RECORDS SHOWN below:
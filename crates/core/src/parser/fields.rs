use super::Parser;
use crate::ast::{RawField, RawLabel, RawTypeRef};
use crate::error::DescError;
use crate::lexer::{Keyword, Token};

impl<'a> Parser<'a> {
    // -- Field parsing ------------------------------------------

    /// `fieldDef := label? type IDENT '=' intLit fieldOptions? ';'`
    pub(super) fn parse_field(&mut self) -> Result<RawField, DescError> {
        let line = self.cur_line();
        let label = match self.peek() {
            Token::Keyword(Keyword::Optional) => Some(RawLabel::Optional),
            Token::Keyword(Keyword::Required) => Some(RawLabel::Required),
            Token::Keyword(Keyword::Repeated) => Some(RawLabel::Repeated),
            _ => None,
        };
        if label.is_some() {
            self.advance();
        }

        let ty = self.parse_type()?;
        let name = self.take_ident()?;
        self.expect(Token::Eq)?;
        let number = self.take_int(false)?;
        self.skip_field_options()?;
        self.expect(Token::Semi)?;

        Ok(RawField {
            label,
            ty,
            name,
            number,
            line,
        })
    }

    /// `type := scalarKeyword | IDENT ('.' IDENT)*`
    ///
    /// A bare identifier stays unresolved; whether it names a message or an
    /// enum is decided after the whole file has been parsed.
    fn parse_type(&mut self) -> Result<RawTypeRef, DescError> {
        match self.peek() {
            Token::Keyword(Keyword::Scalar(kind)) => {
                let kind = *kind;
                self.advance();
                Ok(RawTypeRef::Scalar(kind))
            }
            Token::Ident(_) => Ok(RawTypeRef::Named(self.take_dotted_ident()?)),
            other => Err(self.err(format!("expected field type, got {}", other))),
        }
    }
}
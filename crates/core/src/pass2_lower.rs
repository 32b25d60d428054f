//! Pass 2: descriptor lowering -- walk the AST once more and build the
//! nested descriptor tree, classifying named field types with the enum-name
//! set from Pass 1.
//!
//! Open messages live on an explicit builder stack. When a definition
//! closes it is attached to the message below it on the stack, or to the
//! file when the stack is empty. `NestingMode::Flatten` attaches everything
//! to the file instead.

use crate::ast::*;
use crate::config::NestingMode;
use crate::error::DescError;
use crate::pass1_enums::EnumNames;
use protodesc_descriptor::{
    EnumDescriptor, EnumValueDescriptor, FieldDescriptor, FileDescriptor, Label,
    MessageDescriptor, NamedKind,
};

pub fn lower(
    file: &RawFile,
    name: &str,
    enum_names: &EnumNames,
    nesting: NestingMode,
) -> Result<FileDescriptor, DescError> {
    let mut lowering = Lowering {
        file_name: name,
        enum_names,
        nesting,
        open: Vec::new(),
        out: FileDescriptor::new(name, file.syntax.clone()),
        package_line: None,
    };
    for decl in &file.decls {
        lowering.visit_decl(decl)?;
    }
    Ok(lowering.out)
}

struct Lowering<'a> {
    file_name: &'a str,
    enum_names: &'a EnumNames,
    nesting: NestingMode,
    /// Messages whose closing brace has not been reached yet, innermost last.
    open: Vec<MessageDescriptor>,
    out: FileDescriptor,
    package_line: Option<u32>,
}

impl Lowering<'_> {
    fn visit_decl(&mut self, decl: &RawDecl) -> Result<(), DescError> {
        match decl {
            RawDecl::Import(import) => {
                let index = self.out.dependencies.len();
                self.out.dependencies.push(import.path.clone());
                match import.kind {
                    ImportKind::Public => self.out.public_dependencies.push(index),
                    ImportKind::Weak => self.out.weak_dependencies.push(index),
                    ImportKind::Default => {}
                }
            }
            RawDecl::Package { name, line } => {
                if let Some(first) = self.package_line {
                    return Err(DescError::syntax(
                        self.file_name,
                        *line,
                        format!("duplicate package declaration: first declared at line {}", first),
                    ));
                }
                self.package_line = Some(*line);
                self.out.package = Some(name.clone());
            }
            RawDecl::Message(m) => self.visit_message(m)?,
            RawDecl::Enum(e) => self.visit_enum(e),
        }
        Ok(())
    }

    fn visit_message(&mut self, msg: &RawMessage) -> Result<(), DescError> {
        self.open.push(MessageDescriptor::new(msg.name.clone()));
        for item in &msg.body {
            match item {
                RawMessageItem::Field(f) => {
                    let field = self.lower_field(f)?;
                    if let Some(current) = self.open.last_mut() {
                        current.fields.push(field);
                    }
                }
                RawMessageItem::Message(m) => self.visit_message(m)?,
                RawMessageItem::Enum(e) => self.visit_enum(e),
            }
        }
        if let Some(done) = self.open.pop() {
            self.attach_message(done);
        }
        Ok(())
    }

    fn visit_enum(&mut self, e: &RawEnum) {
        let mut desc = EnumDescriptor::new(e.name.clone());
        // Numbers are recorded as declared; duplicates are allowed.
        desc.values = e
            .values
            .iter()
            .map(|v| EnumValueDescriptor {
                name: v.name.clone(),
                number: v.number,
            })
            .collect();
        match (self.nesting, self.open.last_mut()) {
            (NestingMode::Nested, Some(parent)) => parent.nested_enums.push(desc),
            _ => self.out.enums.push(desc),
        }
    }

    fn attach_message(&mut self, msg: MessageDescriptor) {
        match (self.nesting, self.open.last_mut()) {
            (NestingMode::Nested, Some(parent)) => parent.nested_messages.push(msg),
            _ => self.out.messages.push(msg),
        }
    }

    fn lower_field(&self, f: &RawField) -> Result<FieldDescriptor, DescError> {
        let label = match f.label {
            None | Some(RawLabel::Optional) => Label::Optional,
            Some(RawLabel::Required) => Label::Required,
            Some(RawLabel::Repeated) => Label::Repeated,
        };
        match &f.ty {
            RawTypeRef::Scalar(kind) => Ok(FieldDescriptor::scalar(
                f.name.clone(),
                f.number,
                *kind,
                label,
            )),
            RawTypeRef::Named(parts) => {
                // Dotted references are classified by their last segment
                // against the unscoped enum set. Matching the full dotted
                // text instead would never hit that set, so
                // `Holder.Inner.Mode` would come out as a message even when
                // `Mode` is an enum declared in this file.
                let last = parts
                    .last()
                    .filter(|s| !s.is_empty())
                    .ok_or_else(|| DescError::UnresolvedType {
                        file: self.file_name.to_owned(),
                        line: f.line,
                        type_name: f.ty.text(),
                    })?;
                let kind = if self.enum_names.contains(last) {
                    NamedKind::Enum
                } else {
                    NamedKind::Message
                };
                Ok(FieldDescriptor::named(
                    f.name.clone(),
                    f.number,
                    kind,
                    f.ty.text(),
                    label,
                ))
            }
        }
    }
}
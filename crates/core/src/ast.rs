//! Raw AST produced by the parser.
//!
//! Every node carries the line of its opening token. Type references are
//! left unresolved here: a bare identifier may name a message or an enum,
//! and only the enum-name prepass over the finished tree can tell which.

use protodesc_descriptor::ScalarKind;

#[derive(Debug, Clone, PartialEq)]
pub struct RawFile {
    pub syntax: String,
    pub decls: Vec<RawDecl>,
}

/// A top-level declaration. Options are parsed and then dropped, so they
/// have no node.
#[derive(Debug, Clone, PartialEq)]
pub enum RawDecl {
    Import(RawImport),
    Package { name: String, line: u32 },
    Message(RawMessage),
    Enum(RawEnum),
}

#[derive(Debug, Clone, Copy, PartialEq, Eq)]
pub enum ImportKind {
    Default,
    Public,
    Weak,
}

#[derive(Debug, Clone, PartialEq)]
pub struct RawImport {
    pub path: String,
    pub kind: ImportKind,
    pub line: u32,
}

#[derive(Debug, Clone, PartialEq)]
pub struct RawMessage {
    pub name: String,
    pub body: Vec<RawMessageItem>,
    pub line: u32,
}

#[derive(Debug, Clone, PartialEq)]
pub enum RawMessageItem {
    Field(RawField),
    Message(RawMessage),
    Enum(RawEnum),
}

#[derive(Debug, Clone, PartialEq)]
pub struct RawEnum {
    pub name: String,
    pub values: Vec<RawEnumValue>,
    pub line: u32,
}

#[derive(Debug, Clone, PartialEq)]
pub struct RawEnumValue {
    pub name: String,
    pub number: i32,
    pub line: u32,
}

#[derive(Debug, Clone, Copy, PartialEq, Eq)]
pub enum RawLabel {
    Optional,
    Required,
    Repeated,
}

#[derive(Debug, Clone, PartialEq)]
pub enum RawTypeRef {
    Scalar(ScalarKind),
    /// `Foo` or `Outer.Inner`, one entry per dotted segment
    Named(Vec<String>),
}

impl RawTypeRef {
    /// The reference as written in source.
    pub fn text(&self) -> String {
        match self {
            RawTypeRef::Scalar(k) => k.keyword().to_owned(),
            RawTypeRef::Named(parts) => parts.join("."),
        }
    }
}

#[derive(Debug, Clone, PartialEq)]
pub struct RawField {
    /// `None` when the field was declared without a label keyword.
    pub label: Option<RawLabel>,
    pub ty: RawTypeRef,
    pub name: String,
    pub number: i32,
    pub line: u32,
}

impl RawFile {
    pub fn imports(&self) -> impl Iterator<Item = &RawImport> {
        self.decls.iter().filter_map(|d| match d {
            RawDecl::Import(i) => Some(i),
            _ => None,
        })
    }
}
End of RECORDS SHOWN.
RECORDS SHOWN below:
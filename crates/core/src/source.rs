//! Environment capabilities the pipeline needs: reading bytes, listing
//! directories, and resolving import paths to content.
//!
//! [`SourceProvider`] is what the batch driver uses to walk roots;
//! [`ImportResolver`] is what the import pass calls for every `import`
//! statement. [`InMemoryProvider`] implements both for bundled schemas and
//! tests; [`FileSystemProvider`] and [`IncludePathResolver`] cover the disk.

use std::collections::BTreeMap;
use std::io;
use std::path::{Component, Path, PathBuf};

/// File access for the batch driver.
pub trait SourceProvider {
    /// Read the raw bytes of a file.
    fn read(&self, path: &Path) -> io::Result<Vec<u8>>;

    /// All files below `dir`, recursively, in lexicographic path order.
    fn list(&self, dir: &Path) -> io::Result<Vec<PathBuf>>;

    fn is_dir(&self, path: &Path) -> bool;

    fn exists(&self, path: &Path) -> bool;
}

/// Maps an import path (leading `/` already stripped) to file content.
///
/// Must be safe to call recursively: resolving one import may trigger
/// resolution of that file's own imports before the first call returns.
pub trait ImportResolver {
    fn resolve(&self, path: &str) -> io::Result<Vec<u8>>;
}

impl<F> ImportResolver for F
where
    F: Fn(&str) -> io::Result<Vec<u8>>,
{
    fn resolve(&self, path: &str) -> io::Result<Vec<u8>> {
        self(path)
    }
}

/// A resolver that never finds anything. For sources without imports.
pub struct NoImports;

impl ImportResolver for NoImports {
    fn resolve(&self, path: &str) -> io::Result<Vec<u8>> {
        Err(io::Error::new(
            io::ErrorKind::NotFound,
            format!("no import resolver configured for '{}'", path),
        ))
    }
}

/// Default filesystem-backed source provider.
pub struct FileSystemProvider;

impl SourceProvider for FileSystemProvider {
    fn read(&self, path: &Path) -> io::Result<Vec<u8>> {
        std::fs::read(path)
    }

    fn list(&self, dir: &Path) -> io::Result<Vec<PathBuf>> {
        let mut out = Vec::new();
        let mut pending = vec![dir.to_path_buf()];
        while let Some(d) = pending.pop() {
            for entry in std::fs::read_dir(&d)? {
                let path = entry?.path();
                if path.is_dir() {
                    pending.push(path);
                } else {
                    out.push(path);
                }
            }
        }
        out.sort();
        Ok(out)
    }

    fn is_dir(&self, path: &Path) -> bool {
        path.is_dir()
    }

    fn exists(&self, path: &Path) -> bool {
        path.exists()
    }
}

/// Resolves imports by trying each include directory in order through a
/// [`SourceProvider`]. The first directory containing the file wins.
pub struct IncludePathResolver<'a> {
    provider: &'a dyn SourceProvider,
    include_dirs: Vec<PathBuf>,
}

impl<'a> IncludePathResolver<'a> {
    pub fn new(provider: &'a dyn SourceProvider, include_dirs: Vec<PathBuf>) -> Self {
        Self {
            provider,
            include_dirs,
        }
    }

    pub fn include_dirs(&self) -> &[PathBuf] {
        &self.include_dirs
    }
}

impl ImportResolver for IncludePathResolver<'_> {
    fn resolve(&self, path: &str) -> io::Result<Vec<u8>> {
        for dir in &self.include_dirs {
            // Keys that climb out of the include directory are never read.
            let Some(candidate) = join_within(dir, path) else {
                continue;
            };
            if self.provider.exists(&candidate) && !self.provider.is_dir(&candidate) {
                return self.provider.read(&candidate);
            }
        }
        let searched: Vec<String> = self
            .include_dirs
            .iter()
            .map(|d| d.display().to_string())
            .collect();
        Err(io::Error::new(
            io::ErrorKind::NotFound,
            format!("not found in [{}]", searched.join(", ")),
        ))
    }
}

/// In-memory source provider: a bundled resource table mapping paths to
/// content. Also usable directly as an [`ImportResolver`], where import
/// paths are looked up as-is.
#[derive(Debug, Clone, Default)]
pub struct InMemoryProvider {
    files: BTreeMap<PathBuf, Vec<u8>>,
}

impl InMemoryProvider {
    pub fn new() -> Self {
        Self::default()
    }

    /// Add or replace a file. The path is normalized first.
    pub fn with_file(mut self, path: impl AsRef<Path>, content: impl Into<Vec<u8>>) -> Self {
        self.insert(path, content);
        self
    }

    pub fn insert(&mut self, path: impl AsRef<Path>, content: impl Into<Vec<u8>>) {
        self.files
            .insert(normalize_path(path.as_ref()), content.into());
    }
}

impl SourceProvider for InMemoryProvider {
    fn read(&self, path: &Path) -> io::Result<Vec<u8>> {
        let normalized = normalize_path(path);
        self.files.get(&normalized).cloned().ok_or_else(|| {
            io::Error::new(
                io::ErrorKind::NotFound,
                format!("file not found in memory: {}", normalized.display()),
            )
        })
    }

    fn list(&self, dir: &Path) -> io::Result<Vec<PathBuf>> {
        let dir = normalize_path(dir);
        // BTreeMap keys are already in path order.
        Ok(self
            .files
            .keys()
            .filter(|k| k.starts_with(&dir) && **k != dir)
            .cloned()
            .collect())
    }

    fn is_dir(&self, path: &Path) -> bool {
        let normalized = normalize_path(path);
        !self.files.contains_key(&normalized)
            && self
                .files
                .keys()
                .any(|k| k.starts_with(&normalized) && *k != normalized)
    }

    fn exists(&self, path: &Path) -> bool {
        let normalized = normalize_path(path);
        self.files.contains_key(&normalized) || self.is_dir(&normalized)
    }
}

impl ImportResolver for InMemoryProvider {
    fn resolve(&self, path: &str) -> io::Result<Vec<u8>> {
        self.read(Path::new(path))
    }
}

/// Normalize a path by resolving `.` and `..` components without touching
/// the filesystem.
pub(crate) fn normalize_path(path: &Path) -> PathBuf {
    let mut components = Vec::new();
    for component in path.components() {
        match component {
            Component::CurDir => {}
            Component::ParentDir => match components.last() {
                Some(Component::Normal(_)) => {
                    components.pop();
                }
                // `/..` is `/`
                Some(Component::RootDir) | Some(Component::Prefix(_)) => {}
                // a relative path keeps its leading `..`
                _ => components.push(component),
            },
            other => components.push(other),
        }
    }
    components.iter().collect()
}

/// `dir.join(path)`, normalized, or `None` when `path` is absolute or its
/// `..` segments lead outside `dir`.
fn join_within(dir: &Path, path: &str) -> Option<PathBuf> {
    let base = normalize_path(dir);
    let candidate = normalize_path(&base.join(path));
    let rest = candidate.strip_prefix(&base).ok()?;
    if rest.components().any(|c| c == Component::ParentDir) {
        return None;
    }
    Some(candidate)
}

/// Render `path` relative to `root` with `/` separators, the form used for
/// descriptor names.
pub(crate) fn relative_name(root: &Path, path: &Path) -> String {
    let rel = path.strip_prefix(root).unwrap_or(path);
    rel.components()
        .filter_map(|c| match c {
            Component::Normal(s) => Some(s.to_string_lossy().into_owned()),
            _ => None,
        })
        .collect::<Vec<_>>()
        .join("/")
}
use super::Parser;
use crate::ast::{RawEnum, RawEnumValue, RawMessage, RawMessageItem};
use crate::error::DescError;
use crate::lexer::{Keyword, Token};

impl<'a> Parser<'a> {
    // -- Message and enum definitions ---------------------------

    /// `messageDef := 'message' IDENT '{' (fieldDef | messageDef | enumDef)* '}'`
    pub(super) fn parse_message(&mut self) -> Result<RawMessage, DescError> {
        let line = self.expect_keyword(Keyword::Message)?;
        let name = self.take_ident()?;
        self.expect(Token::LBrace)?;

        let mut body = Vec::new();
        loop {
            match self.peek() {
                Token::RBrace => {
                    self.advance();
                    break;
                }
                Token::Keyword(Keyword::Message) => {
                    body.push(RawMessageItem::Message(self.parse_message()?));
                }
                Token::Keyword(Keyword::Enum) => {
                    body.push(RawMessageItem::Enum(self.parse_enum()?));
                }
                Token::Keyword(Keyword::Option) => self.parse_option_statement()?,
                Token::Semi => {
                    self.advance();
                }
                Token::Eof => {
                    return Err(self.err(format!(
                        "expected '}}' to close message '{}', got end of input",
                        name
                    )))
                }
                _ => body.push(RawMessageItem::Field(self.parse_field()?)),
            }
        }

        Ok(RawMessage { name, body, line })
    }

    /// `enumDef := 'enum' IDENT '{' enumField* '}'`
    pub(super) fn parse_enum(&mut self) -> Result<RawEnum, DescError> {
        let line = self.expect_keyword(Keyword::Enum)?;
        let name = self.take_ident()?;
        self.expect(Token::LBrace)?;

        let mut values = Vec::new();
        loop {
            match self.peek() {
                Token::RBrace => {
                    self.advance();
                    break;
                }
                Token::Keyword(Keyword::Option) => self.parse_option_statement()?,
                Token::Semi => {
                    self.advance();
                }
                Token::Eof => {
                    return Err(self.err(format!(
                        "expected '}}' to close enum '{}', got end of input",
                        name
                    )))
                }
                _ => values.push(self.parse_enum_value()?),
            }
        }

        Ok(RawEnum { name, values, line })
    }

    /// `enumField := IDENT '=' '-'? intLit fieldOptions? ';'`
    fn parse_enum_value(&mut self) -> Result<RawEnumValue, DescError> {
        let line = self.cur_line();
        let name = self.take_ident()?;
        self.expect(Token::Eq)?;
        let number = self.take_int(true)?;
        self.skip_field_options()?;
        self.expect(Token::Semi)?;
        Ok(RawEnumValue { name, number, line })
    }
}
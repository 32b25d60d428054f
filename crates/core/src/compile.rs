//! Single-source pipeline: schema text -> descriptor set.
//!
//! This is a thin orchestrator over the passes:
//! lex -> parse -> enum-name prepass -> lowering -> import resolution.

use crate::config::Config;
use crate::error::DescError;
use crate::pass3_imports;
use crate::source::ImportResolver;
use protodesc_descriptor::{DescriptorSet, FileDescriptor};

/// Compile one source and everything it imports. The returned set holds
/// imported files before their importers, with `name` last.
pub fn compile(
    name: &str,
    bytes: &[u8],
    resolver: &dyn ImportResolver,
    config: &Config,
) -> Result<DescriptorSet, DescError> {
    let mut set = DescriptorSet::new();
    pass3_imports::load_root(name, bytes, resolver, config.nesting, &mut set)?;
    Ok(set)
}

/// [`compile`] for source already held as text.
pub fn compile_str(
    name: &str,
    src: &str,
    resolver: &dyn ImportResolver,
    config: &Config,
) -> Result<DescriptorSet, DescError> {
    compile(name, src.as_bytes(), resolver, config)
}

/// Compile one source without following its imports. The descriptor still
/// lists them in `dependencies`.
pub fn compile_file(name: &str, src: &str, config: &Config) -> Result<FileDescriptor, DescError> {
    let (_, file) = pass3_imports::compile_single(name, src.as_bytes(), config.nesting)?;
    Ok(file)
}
End of RECORDS SHOWN.
RECORDS SHOWN below:
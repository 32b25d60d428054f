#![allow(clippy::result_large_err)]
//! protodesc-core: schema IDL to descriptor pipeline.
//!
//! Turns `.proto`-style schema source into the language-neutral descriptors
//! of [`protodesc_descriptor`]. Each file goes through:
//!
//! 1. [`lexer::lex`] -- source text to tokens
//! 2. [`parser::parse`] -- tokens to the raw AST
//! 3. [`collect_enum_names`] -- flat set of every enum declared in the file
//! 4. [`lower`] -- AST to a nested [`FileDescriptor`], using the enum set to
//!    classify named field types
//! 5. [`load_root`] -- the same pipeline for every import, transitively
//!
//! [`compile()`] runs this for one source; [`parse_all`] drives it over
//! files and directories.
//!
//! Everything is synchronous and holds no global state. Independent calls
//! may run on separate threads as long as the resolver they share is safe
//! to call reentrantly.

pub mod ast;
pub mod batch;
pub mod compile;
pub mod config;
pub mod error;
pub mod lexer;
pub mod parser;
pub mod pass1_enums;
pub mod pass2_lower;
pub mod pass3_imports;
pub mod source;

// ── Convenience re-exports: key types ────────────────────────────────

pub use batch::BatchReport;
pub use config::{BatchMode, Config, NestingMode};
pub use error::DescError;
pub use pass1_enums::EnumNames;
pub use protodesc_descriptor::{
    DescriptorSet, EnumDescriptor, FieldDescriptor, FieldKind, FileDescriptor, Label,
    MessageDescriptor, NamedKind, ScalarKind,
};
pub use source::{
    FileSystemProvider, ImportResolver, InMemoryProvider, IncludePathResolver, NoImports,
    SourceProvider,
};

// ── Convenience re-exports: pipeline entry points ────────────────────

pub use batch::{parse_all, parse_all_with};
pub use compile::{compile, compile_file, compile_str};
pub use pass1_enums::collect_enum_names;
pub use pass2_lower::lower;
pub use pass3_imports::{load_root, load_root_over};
End of RECORDS SHOWN.
- **REQUIRED ACTION**:
Take each line above that holds the string "FileDescriptor" and copy it.

- **TASK RESULT**:
    EnumDescriptor, EnumValueDescriptor, FieldDescriptor, FileDescriptor, Label,
) -> Result<FileDescriptor, DescError> {
        out: FileDescriptor::new(name, file.syntax.clone()),
    out: FileDescriptor,
use protodesc_descriptor::{DescriptorSet, FileDescriptor};
pub fn compile_file(name: &str, src: &str, config: &Config) -> Result<FileDescriptor, DescError> {
//! 4. [`lower`] -- AST to a nested [`FileDescriptor`], using the enum set to
    DescriptorSet, EnumDescriptor, FieldDescriptor, FieldKind, FileDescriptor, Label,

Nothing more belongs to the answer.